The Evolutionary Emergence of Group-Mindedness

Sterelny takes late Pleistocene archeological remains indicating symbolic behavior and regional style as evidence for the emergence of group-mindedness. But he suggests that the key factors that we cite as driving this emergence (rising group sizes and intergroup conflict) appear only much later, at the Pleistocene-Holocene transition. He thus concluded that “group-mindedness comes before large groups.”
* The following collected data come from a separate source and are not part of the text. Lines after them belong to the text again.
// apps/order_admin/src/web/routes.rs

use actix_web::web;
use serde_json::json;

use crate::state::AppState;
use crate::web::handlers::{bulk_handlers, export_handlers, order_handlers, reconciliation_handlers};

async fn health_check_handler(app_state: web::Data<AppState>) -> actix_web::HttpResponse {
  actix_web::HttpResponse::Ok().json(json!({ "status": "ok", "shop": app_state.config.shop_name }))
}

pub fn configure_app_routes(cfg: &mut web::ServiceConfig) {
  cfg.service(
    web::scope("/api/v1")
      .route("/health", web::get().to(health_check_handler))
      .service(
        web::scope("/admin")
          .service(
            web::scope("/orders")
              .route("", web::get().to(order_handlers::list_orders_handler))
              .route("/bulk-action", web::post().to(bulk_handlers::bulk_action_handler))
              // Registered before "/{id}" so "export" is never read as an order id.
              .route("/export", web::get().to(export_handlers::export_orders_handler))
              .route(
                "/export/line-items",
                web::get().to(export_handlers::export_line_items_handler),
              )
              .route("/{id}", web::get().to(order_handlers::get_order_handler))
              .route(
                "/{id}/status",
                web::patch().to(order_handlers::update_order_status_handler),
              )
              .route(
                "/{id}/notes",
                web::patch().to(order_handlers::update_order_notes_handler),
              ),
          )
          .route(
            "/reconciliation/sync",
            web::post().to(reconciliation_handlers::sync_handler),
          ),
      ),
  );
}
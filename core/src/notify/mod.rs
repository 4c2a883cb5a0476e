// core/src/notify/mod.rs

//! Notification Dispatcher: sends the shipment email for an order at most once.

mod message;

use chrono::Utc;
use parking_lot::Mutex;
use serde::Serialize;
use std::collections::HashSet;
use std::sync::Arc;
use tracing::{error, info, instrument, warn};

use crate::directory::{Catalog, UserDirectory};
use crate::error::LifecycleResult;
use crate::mail::{MailSettings, Mailer};
use crate::model::{Order, OrderId, ShippingAddress};
use crate::store::OrderStore;
use message::{ShipmentMessage, GENERIC_RECIPIENT_NAME};

/// Presentation settings for customer emails.
#[derive(Debug, Clone)]
pub struct NotificationSettings {
  pub shop_name: String,
  /// Base URL of the storefront; order links are `{base}/account/orders/{id}`.
  pub storefront_base_url: String,
}

impl NotificationSettings {
  fn order_url(&self, id: &OrderId) -> String {
    format!("{}/account/orders/{}", self.storefront_base_url.trim_end_matches('/'), id)
  }
}

#[derive(Debug, Clone, Copy, PartialEq, Eq, Serialize)]
#[serde(rename_all = "camelCase")]
pub enum SkipReason {
  AlreadyNotified,
  InFlight,
}

#[derive(Debug, Clone, PartialEq, Eq)]
pub enum NotificationOutcome {
  Sent { email: String },
  Skipped(SkipReason),
  Failed { email: Option<String>, error: String },
}

/// Per-order line of a notification report.
#[derive(Debug, Clone, PartialEq, Eq, Serialize)]
#[serde(rename_all = "camelCase")]
pub struct NotificationDetail {
  pub order_id: OrderId,
  pub order_number: String,
  pub email: Option<String>,
  pub success: bool,
  #[serde(skip_serializing_if = "Option::is_none")]
  pub error: Option<String>,
}

#[derive(Debug, Clone, Default, PartialEq, Eq, Serialize)]
#[serde(rename_all = "camelCase")]
pub struct NotificationReport {
  pub emails_sent: usize,
  pub emails_failed: usize,
  pub skipped: usize,
  pub details: Vec<NotificationDetail>,
}

impl NotificationReport {
  pub fn record(&mut self, order: &Order, outcome: NotificationOutcome) {
    match outcome {
      NotificationOutcome::Sent { email } => {
        self.emails_sent += 1;
        self.details.push(NotificationDetail {
          order_id: order.id.clone(),
          order_number: order.order_number.clone(),
          email: Some(email),
          success: true,
          error: None,
        });
      }
      NotificationOutcome::Failed { email, error } => {
        self.emails_failed += 1;
        self.details.push(NotificationDetail {
          order_id: order.id.clone(),
          order_number: order.order_number.clone(),
          email,
          success: false,
          error: Some(error),
        });
      }
      NotificationOutcome::Skipped(_) => self.skipped += 1,
    }
  }
}

/// Removes the order from the in-flight set when dropped.
struct InFlightClaim {
  set: Arc<Mutex<HashSet<OrderId>>>,
  id: OrderId,
}

impl InFlightClaim {
  fn acquire(set: &Arc<Mutex<HashSet<OrderId>>>, id: &OrderId) -> Option<Self> {
    if set.lock().insert(id.clone()) {
      Some(InFlightClaim { set: Arc::clone(set), id: id.clone() })
    } else {
      None
    }
  }
}

impl Drop for InFlightClaim {
  fn drop(&mut self) {
    self.set.lock().remove(&self.id);
  }
}

struct Recipient {
  email: String,
  name: String,
}

fn usable_email(candidate: Option<&str>) -> Option<&str> {
  candidate
    .map(str::trim)
    .filter(|e| e.contains('@') && *e != ShippingAddress::UNKNOWN)
}

fn usable_name(candidate: Option<&str>) -> Option<&str> {
  candidate
    .map(str::trim)
    .filter(|n| !n.is_empty() && *n != ShippingAddress::UNKNOWN)
}

pub struct NotificationDispatcher {
  store: Arc<dyn OrderStore>,
  users: Arc<dyn UserDirectory>,
  catalog: Arc<dyn Catalog>,
  mailer: Arc<dyn Mailer>,
  settings: NotificationSettings,
  in_flight: Arc<Mutex<HashSet<OrderId>>>,
}

impl NotificationDispatcher {
  /// Builds a dispatcher, refusing to start when the mail settings are incomplete.
  pub fn new(
    store: Arc<dyn OrderStore>,
    users: Arc<dyn UserDirectory>,
    catalog: Arc<dyn Catalog>,
    mailer: Arc<dyn Mailer>,
    mail: &MailSettings,
    settings: NotificationSettings,
  ) -> LifecycleResult<Self> {
    mail.validate()?;
    Ok(Self {
      store,
      users,
      catalog,
      mailer,
      settings,
      in_flight: Arc::new(Mutex::new(HashSet::new())),
    })
  }

  async fn resolve_recipient(&self, order: &Order) -> Result<Recipient, String> {
    let user = match &order.user_id {
      Some(uid) => match self.users.find_user(uid).await {
        Ok(user) => user,
        Err(e) => {
          warn!("User lookup for order {} failed, using shipping address: {}", order.id, e);
          None
        }
      },
      None => None,
    };

    let addr = &order.shipping_address;
    let email = usable_email(user.as_ref().and_then(|u| u.email.as_deref()))
      .or_else(|| usable_email(Some(addr.email.as_str())))
      .ok_or_else(|| "No recipient email address on the order or its customer.".to_string())?;
    let name = usable_name(user.as_ref().and_then(|u| u.name.as_deref()))
      .or_else(|| usable_name(Some(addr.name.as_str())))
      .unwrap_or(GENERIC_RECIPIENT_NAME);

    Ok(Recipient {
      email: email.to_string(),
      name: name.to_string(),
    })
  }

  /// Sends the shipment email for `order` unless it was already sent.
  ///
  /// The stored order is re-read after claiming it, so concurrent callers for
  /// the same order produce at most one email. A failed send leaves
  /// `notification_sent` false; re-running picks it up again.
  #[instrument(name = "notify::shipment", skip(self, order), fields(order_id = %order.id))]
  pub async fn notify_shipment(&self, order: &Order) -> NotificationOutcome {
    if order.notification_sent {
      return NotificationOutcome::Skipped(SkipReason::AlreadyNotified);
    }
    let _claim = match InFlightClaim::acquire(&self.in_flight, &order.id) {
      Some(claim) => claim,
      None => {
        info!("Notification for order {} already in flight, skipping.", order.id);
        return NotificationOutcome::Skipped(SkipReason::InFlight);
      }
    };

    let current = match self.store.get(&order.id).await {
      Ok(Some(current)) => current,
      Ok(None) => {
        return NotificationOutcome::Failed {
          email: None,
          error: format!("Order {} no longer exists.", order.id),
        }
      }
      Err(e) => return NotificationOutcome::Failed { email: None, error: e.to_string() },
    };
    if current.notification_sent {
      return NotificationOutcome::Skipped(SkipReason::AlreadyNotified);
    }

    let recipient = match self.resolve_recipient(&current).await {
      Ok(r) => r,
      Err(error) => {
        warn!("Cannot notify order {}: {}", current.id, error);
        return NotificationOutcome::Failed { email: None, error };
      }
    };

    let product_ids: Vec<_> = current.items.iter().map(|i| i.product_id.clone()).collect();
    let products = self.catalog.products(&product_ids).await.unwrap_or_else(|e| {
      warn!("Catalog lookup for order {} failed, listing product ids: {}", current.id, e);
      Default::default()
    });

    let email = ShipmentMessage {
      shop_name: &self.settings.shop_name,
      order: &current,
      recipient_email: &recipient.email,
      recipient_name: &recipient.name,
      shipped_at: current.shipped_at.unwrap_or_else(Utc::now),
      products: &products,
      order_url: self.settings.order_url(&current.id),
    }
    .render();

    match self.mailer.send(&email).await {
      Ok(receipt) => match self.store.mark_notified(&current.id).await {
        Ok(_) => {
          info!(
            "Shipment email for order {} sent to {}. Message ID: {}",
            current.order_number, recipient.email, receipt.message_id
          );
          NotificationOutcome::Sent { email: recipient.email }
        }
        Err(e) => {
          error!("Shipment email for order {} sent but flag not saved: {}", current.id, e);
          NotificationOutcome::Failed {
            email: Some(recipient.email),
            error: format!("Email sent but notification flag could not be saved: {}", e),
          }
        }
      },
      Err(e) => {
        warn!("Shipment email for order {} to {} failed: {}", current.id, recipient.email, e);
        NotificationOutcome::Failed {
          email: Some(recipient.email),
          error: e.to_string(),
        }
      }
    }
  }

  /// Notifies each order in turn and aggregates the outcomes.
  pub async fn notify_all(&self, orders: &[Order]) -> NotificationReport {
    let mut report = NotificationReport::default();
    for order in orders {
      let outcome = self.notify_shipment(order).await;
      report.record(order, outcome);
    }
    info!(
      sent = report.emails_sent,
      failed = report.emails_failed,
      skipped = report.skipped,
      "Shipment notifications dispatched."
    );
    report
  }
}
// core/src/export/csv.rs
use std::borrow::Cow;

/// Escapes one CSV field.
///
/// Values containing a comma, a double quote, CR or LF are wrapped in double
/// quotes with inner quotes doubled. Everything else is written as-is.
pub fn escape_field(value: &str) -> Cow<'_, str> {
  if value.contains([',', '"', '\n', '\r']) {
    Cow::Owned(format!("\"{}\"", value.replace('"', "\"\"")))
  } else {
    Cow::Borrowed(value)
  }
}

/// Accumulates CSV text row by row.
#[derive(Debug, Default)]
pub struct CsvBuilder {
  buf: String,
  rows: usize,
}

impl CsvBuilder {
  const BOM: char = '\u{feff}';

  /// Starts a document with a UTF-8 byte order mark so spreadsheet tools
  /// detect the encoding of the Japanese headers.
  pub fn with_bom() -> Self {
    let mut buf = String::new();
    buf.push(Self::BOM);
    CsvBuilder { buf, rows: 0 }
  }

  pub fn push_row<I, S>(&mut self, fields: I)
  where
    I: IntoIterator<Item = S>,
    S: AsRef<str>,
  {
    let mut first = true;
    for field in fields {
      if !first {
        self.buf.push(',');
      }
      first = false;
      self.buf.push_str(&escape_field(field.as_ref()));
    }
    self.buf.push_str("\r\n");
    self.rows += 1;
  }

  /// Rows written so far, header included.
  pub fn rows(&self) -> usize {
    self.rows
  }

  pub fn finish(self) -> String {
    self.buf
  }
}

#[cfg(test)]
mod tests {
  use super::*;

  #[test]
  fn plain_values_are_untouched() {
    assert!(matches!(escape_field("東京都"), Cow::Borrowed("東京都")));
    assert_eq!(escape_field(""), "");
  }

  #[test]
  fn special_characters_force_quoting() {
    assert_eq!(escape_field("a,b"), "\"a,b\"");
    assert_eq!(escape_field("say \"hi\""), "\"say \"\"hi\"\"\"");
    assert_eq!(escape_field("line1\nline2"), "\"line1\nline2\"");
    assert_eq!(escape_field("cr\rlf"), "\"cr\rlf\"");
  }

  #[test]
  fn builder_joins_fields_and_terminates_rows() {
    let mut csv = CsvBuilder::default();
    csv.push_row(["a", "b,c"]);
    csv.push_row(vec![String::from("1"), String::from("2")]);
    assert_eq!(csv.rows(), 2);
    assert_eq!(csv.finish(), "a,\"b,c\"\r\n1,2\r\n");
  }

  #[test]
  fn bom_is_only_written_once_at_the_start() {
    let mut csv = CsvBuilder::with_bom();
    csv.push_row(["x"]);
    let out = csv.finish();
    assert!(out.starts_with('\u{feff}'));
    assert_eq!(out.matches('\u{feff}').count(), 1);
  }
}
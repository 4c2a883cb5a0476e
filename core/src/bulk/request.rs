// core/src/bulk/request.rs
use serde::de::DeserializeOwned;
use serde::Deserialize;
use serde_json::Value as JsonValue;
use std::collections::HashSet;

use crate::error::{LifecycleError, LifecycleResult};
use crate::model::{DateRange, OrderId, OrderStatus};

/// Bulk action body as it arrives over the wire, before validation.
#[derive(Debug, Clone, Deserialize)]
#[serde(rename_all = "camelCase")]
pub struct BulkActionPayload {
  pub action: String,
  #[serde(default)]
  pub order_ids: Vec<String>,
  #[serde(default)]
  pub data: Option<JsonValue>,
}

#[derive(Debug, Clone, Deserialize)]
#[serde(rename_all = "camelCase")]
struct StatusData {
  status: String,
  #[serde(default)]
  send_notification: bool,
}

#[derive(Debug, Clone, Default, Deserialize)]
#[serde(rename_all = "camelCase")]
struct NotifyData {
  #[serde(default)]
  send_notification: bool,
}

#[derive(Debug, Clone, Deserialize)]
struct RangeData {
  start: String,
  end: String,
  #[serde(default)]
  status: Option<String>,
}

#[derive(Debug, Clone, PartialEq, Eq)]
pub enum BulkAction {
  UpdateStatus { status: OrderStatus, send_notification: bool },
  Reship { send_notification: bool },
  SoftDelete,
  /// Export exactly the given orders from the local store.
  ExportCsv,
  /// Export whatever the payment provider reports for a date range.
  ExportRange { range: DateRange, status: Option<OrderStatus> },
}

impl BulkAction {
  pub fn name(&self) -> &'static str {
    match self {
      BulkAction::UpdateStatus { .. } => "update-status",
      BulkAction::Reship { .. } => "reship",
      BulkAction::SoftDelete => "soft-delete",
      BulkAction::ExportCsv => "export-csv",
      BulkAction::ExportRange { .. } => "export-range",
    }
  }

  fn takes_order_ids(&self) -> bool {
    !matches!(self, BulkAction::ExportRange { .. })
  }
}

/// A validated bulk request with a concretely typed payload per action.
#[derive(Debug, Clone, PartialEq, Eq)]
pub struct BulkActionRequest {
  pub action: BulkAction,
  pub order_ids: Vec<OrderId>,
}

fn data_as<T: DeserializeOwned>(action: &str, data: Option<JsonValue>) -> LifecycleResult<T> {
  let data = data.ok_or_else(|| LifecycleError::Validation(format!("'{}' requires a data object", action)))?;
  serde_json::from_value(data).map_err(|e| LifecycleError::Validation(format!("Invalid data for '{}': {}", action, e)))
}

impl TryFrom<BulkActionPayload> for BulkActionRequest {
  type Error = LifecycleError;

  fn try_from(payload: BulkActionPayload) -> Result<Self, Self::Error> {
    let BulkActionPayload { action, order_ids, data } = payload;

    let action = match action.as_str() {
      "update-status" => {
        let data: StatusData = data_as(&action, data)?;
        BulkAction::UpdateStatus {
          status: data.status.parse()?,
          send_notification: data.send_notification,
        }
      }
      "reship" => {
        let data: NotifyData = match data {
          Some(d) => data_as(&action, Some(d))?,
          None => NotifyData::default(),
        };
        BulkAction::Reship {
          send_notification: data.send_notification,
        }
      }
      "soft-delete" => BulkAction::SoftDelete,
      "export-csv" => BulkAction::ExportCsv,
      "export-range" => {
        let data: RangeData = data_as(&action, data)?;
        let status = match data.status.as_deref().map(str::trim) {
          None | Some("") => None,
          Some(raw) => Some(raw.parse()?),
        };
        BulkAction::ExportRange {
          range: DateRange::parse(&data.start, &data.end)?,
          status,
        }
      }
      _ => return Err(LifecycleError::UnknownAction(action)),
    };

    let mut seen = HashSet::new();
    let mut ids = Vec::with_capacity(order_ids.len());
    for raw in order_ids {
      let id = raw.trim();
      if id.is_empty() {
        return Err(LifecycleError::Validation("orderIds must not contain empty ids".to_string()));
      }
      if seen.insert(id.to_string()) {
        ids.push(OrderId::new(id));
      }
    }
    if action.takes_order_ids() && ids.is_empty() {
      return Err(LifecycleError::Validation(format!(
        "'{}' requires at least one order id",
        action.name()
      )));
    }

    Ok(BulkActionRequest { action, order_ids: ids })
  }
}
//! HTTP handlers for the exposition server.

use crate::client::SonarApi;
use crate::metrics::exposition::{self, CONTENT_TYPE};
use crate::metrics::Collector;
use axum::{
    extract::State,
    http::{header, StatusCode},
    response::{Html, IntoResponse, Json, Response},
};
use serde_json::json;
use std::sync::Arc;
use tracing::error;

/// State shared by every request.
pub struct AppState<A> {
    pub collector: Collector<A>,
    pub metrics_path: String,
}

/// Run one scrape and render it in the Prometheus text format.
pub async fn metrics<A>(State(state): State<Arc<AppState<A>>>) -> Response
where
    A: SonarApi + Send + Sync + 'static,
{
    let result = state.collector.scrape().await;

    match exposition::encode_text(&result, state.collector.descriptors()) {
        Ok(body) => ([(header::CONTENT_TYPE, CONTENT_TYPE)], body).into_response(),
        Err(e) => {
            error!("Failed to encode metrics: {}", e);
            (StatusCode::INTERNAL_SERVER_ERROR, e.to_string()).into_response()
        }
    }
}

/// Liveness endpoint.
pub async fn health_check() -> Json<serde_json::Value> {
    Json(json!({
        "status": "ok",
        "service": "sonarqube-exporter",
        "version": env!("CARGO_PKG_VERSION"),
        "timestamp": chrono::Utc::now().to_rfc3339()
    }))
}

/// Landing page pointing at the metrics path.
pub async fn index<A>(State(state): State<Arc<AppState<A>>>) -> Html<String>
where
    A: SonarApi + Send + Sync + 'static,
{
    Html(format!(
        "<html>\n<head><title>SonarQube Exporter</title></head>\n<body>\n\
         <h1>SonarQube Exporter</h1>\n<p><a href=\"{path}\">Metrics</a></p>\n\
         </body>\n</html>\n",
        path = state.metrics_path
    ))
}
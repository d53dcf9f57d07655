//! Exposition server configuration.

use crate::error::{ExporterError, Result};
use serde::{Deserialize, Serialize};

/// Path of the liveness endpoint
pub const HEALTH_PATH: &str = "/health";

/// Configuration for the exposition server.
#[derive(Debug, Clone, Serialize, Deserialize)]
pub struct WebConfig {
    /// Host to bind the server to
    pub host: String,
    /// Port to bind the server to
    pub port: u16,
    /// Path the metrics are served on
    pub metrics_path: String,
}

impl Default for WebConfig {
    fn default() -> Self {
        Self {
            host: "0.0.0.0".to_string(),
            port: crate::DEFAULT_WEB_PORT,
            metrics_path: crate::DEFAULT_METRICS_PATH.to_string(),
        }
    }
}

impl WebConfig {
    /// Create a new web configuration with custom host and port.
    pub fn new(host: impl Into<String>, port: u16) -> Self {
        Self {
            host: host.into(),
            port,
            ..Default::default()
        }
    }

    /// Set the host for the web server.
    pub fn with_host(mut self, host: impl Into<String>) -> Self {
        self.host = host.into();
        self
    }

    /// Set the port for the web server.
    pub fn with_port(mut self, port: u16) -> Self {
        self.port = port;
        self
    }

    /// Set the metrics path. A missing leading `/` is added.
    pub fn with_metrics_path(mut self, path: impl Into<String>) -> Self {
        let path = path.into();
        self.metrics_path = if path.starts_with('/') {
            path
        } else {
            format!("/{}", path)
        };
        self
    }

    /// Reject a metrics path that collides with the liveness endpoint.
    pub fn validate(&self) -> Result<()> {
        if self.metrics_path == HEALTH_PATH {
            return Err(ExporterError::config_error(format!(
                "metrics path {} is reserved for the liveness endpoint",
                HEALTH_PATH
            )));
        }
        Ok(())
    }

    /// Get the full bind address.
    pub fn bind_address(&self) -> String {
        format!("{}:{}", self.host, self.port)
    }
}
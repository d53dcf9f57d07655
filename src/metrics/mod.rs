//! Metric model, mapping and scrape orchestration.
//!
//! This module turns SonarQube records into metric samples: the stable
//! descriptor table, the pure field mapper, the per-scrape collector and
//! the text exposition encoder.

pub mod collector;
pub mod data;
pub mod descriptors;
pub mod exposition;
pub mod mapper;

// Re-export commonly used items
pub use collector::{Collector, DataSource, FailurePolicy};
pub use data::{MetricKind, MetricSample, ScrapeResult};
pub use descriptors::{MetricDescriptor, MetricDescriptors, SONARQUBE_METRICS};
pub use exposition::encode_text;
There is little dispute that upper Paleolithic hominins were symbolically modern (Bar-Yosef 2002). However, the claim that symbolic competence emerged with a “creative explosion” in upper Paleolithic Eurasia (see, e.g., Chase and Dibble 1987) is contested: symbolic behavior and marking may have much earlier roots in middle Stone Age Africa, as evidenced, for example, by burial remains and potentially symbolic use of red ochre pigment for symbolic marking (McBrearty and Brooks 2000).

We in no way intend to resolve this debate. Rather, we highlight that utilitarian arguments against, for example, the symbolic use of ochre for group marking (e.g., that it may have been used to enhance visibility or to increase perceived threat; Sterelny 2011) may just point to an early stage in the emergence of the medium as symbolic: status functions emerge as humans collectively come to regard some natural or brute phenomenon (typically, actions or objects) as having a special meaning (Searle 1995). So media that were used for symbolic group marking are expected to enter the archeological record for utilitarian functions initially. And there is some evidence that group size increases long before the Paleolithic may have created selection pressures related to maintaining group cohesion: since community size and complexity correlate with neocortex ratio in anthropoid primates (Dunbar 1993, 2009), group sizes can be estimated for early hominins (Aiello and Dunbar 1993). Rather than indicating any significant change in size around the Holocene, these estimates suggest that group numbers progressed toward critical levels over the middle Pleistocene, with the emergence of Homo heidelbergensis between 400,000 and 150,000 years ago. At this time, it is suggested, new mechanisms for maintaining within-group social cohesion would have become of paramount importance.

Finally, increases in group size and intergroup conflict may not have temporally co-occurred in driving the emergence of group-mindedness. It is conceivable that with increasing group sizes, initially functional behaviors (such as foraging techniques or utilitarian uses of red ochre) began to function as useful conventional indicators of group membership, aiding in-group members in their choices of whom to coordinate with and whom to trust. At a later point, increasingly routine intergroup conflicts might have partially transformed the relevance of these internal group signals to the status of between-group cultural markers.